[Collected data entries]

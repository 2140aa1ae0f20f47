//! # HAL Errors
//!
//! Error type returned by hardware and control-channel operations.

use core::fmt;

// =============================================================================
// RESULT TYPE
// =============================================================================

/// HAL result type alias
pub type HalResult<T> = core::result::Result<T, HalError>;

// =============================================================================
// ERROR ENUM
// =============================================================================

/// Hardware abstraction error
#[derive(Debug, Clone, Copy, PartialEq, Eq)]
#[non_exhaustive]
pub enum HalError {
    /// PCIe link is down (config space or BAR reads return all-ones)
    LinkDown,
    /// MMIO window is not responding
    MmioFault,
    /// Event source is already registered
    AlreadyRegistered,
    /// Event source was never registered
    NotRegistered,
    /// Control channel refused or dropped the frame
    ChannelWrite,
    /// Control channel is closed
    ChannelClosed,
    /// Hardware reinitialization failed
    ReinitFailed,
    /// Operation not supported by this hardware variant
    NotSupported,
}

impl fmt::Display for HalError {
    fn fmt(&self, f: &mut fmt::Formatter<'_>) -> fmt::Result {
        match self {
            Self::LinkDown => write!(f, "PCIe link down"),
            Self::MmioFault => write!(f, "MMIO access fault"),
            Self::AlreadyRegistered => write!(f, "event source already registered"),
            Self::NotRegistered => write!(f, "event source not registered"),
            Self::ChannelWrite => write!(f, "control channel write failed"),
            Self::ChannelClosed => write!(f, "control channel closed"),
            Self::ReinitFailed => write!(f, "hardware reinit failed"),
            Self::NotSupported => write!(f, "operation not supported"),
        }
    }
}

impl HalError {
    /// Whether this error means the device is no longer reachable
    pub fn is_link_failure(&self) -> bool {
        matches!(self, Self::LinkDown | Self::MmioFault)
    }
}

▸ **Exercise directions**
Find the string "NotRegistered" in the lines above and count those lines. Give only that count.

▸ **Exercise solution**
2